Ayasofya Camisi’nde, katıldığı bir etkinlikte konuşan İmam Mustafa Demirkan’ın, Mustafa Kemal Atatürk hakkında söylediği sözler gündeme oturdu. Bir çok kesimden bu sözlere tepki geldi. İmam Demirkan’ın Ayasofya Camii’nde çok tartışılan sözler şöyleydi: “Bu ve bu gibi mabetler mabet olarak devam edilmesi için inşa edilmiş, hediye edilmiş. Öyle bir zaman geldi ki, bir asır gibi bir zaman içinde bu mabed-i şeriften Ezan-ı Muhammediye ve namaz her şey yasak olarak müze haline çevrildi. Onlardan daha zalim ve kafir kim olabilir? Ya Rabbi bir daha bu zihniyetin bu ümmetin başına gelmesini mukadder buyurma.”
Bu ifadelere tepki olarak Atatürkçü Düşünce Derneği Çanakkale Şube Başkanı Necmi Akyalçın da cevap verdi.
Akyalçın; ‘’13 Kasım 1918 günü, işgalci İngiliz gemilerine bakıp “Geldikleri gibi giderler” diyen büyük Atatürk, Anadolu’yu karış karış direnişe örgütlerken bu topraklar, din adamı görünümüyle işgalci güçlerle işbirliği yapan İskilipli Atıf’ı da gördü. Kefen parasını, milli mücadelede kullanılması için Atatürk’e veren Rıfat Börekçi’yi de gördü. Son zamanlarda “Keşke Yunan galip gelseydi” diyenleri de gördü.
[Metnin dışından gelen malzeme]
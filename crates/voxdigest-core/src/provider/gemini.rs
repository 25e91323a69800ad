//! Gemini transcription provider.
//!
//! Sends the audio as an inline blob (mime type + base64 data travel
//! together) to `generateContent` alongside a transcription instruction,
//! and reads the transcript back as plain text.

use anyhow::Result;
use async_trait::async_trait;
use base64::Engine;
use base64::engine::general_purpose::STANDARD as BASE64;

use super::{DEFAULT_TIMEOUT_SECS, TranscriptionBackend, TranscriptionRequest, TranscriptionResult};
use crate::genai;

const TRANSCRIBE_PROMPT: &str = "Transcribe the spoken audio verbatim. \
Output only the transcript text, with no commentary or speaker labels.";

/// Gemini `generateContent` transcription provider
#[derive(Debug, Default, Clone)]
pub struct GeminiTranscriber;

#[async_trait]
impl TranscriptionBackend for GeminiTranscriber {
    fn name(&self) -> &'static str {
        "gemini"
    }

    fn display_name(&self) -> &'static str {
        "Gemini"
    }

    async fn transcribe(
        &self,
        client: &reqwest::Client,
        api_key: &str,
        request: TranscriptionRequest,
    ) -> Result<TranscriptionResult> {
        let mut instruction = TRANSCRIBE_PROMPT.to_string();
        if let Some(lang) = &request.language {
            instruction.push_str(&format!(" The audio is in {lang}."));
        }

        let body = serde_json::json!({
            "contents": [{
                "parts": [
                    {
                        "inlineData": {
                            "mimeType": request.mime_type,
                            "data": BASE64.encode(&request.audio_data),
                        }
                    },
                    { "text": instruction },
                ]
            }]
        });

        crate::verbose!(
            "Uploading {} ({:.1} KB) to Gemini for transcription",
            request.filename,
            request.audio_data.len() as f64 / 1024.0
        );

        let response = genai::generate_content(
            client,
            api_key,
            genai::DEFAULT_TEXT_MODEL,
            body,
            DEFAULT_TIMEOUT_SECS,
        )
        .await?;

        let text = response
            .first_text()
            .ok_or_else(|| anyhow::anyhow!("Gemini returned no transcript text"))?;

        Ok(TranscriptionResult {
            text: text.trim().to_string(),
        })
    }
}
Kelle koltukta Bağımsızlık Savaşı verip Türkiye Cumhuriyeti Devleti’ni kuran; camilerimizde ezanların özgürce okunmasını, şanlı bayrağımızın göklerimizde özgürce dalgalanmasını sağlayan büyük Atatürk’ün hedef alınarak hakaretlere varan sözlerin havada uçuşmasını da gördü. Camiler, ibadet yerleridir, kinden, nefretten, pisliklerden uzaklaşılıp, gönül temizliğiyle Yaradan’a ulaşılmaya çalışılan kutsal mekanlardır. Buralarda kimse kimseye kötülük düşünmez, herkes inancı gereği huzur içerisinde ibadetini yapar. En azından böyle olması umulur ve beklenir. Camilerde kötülüklerden, kırıcılıktan ve düşmanlıktan uzak durulur. Gönüller yapılır, Yaradan’dan ötürü yaratılanlara dualar edilir, sevgi bahçelerinin güzellikleri içselleştirilir. Orada gönüller yapılır. Gönüller yıkılmaz. Büyük ozanımız Yunus Emre bakınız bu konuda ne diyor: ‘Bir kez gönül yıktınsa, bu kıldığın namaz değil. Yetmiş iki millet dahi, elin yüzün yumaz değil.’ Ancak dün Ayasofya’da kendini bilmezin biri, büyük Atatürk’ü hedef alarak: “Onlardan daha zalim, daha kafir kim olabilir. Ya Rabbi, o zihniyetin bir daha bu ümmetin başına gelmesini mukadder buyurma” diyerek lanet okudu. Büyük Yunus, bu manzarayı görseydi, büyük olasılıkla dudak büker yazık derdi. Bu nasıl bir iştir? İçi pislik kaynayan, kin ve nefreti diline vurmuş böyle biri din adamı olabilir mi? İskilipli’ye de işgalcinin galip gelmesini isteyene de rahmet okutacak denli, böylesi bir küçülmenin, nankörleşmenin, bayağılaşmanın nedeni ne olabilir acaba? Bu cahil, bilmez midir ki, böylesi çirkinlikleri yapabildiği mekanı 06.10.1923 tarihinde büyük Atatürk önderliğindeki Kuvvacı yiğitler işgalcilerden kurtarmıştır. Eğer bu başarılamasaydı böyle abuk sabuk konuştuğu bu mekanın kilise olacağını bilip büyük Atatürk’e ve silah arkadaşlarına şükranlarını bildiren dualar etmesi gerekirken rezillikler peşine düşenleri tarih bir gün hak ettiği yere koyacaktır. Kendisini bu konuşmalarından dolayı lanetliyoruz, bu ve bunun gibiler derhal o yüce görevi bırakmalıdırlar” ifadelerini kullandı.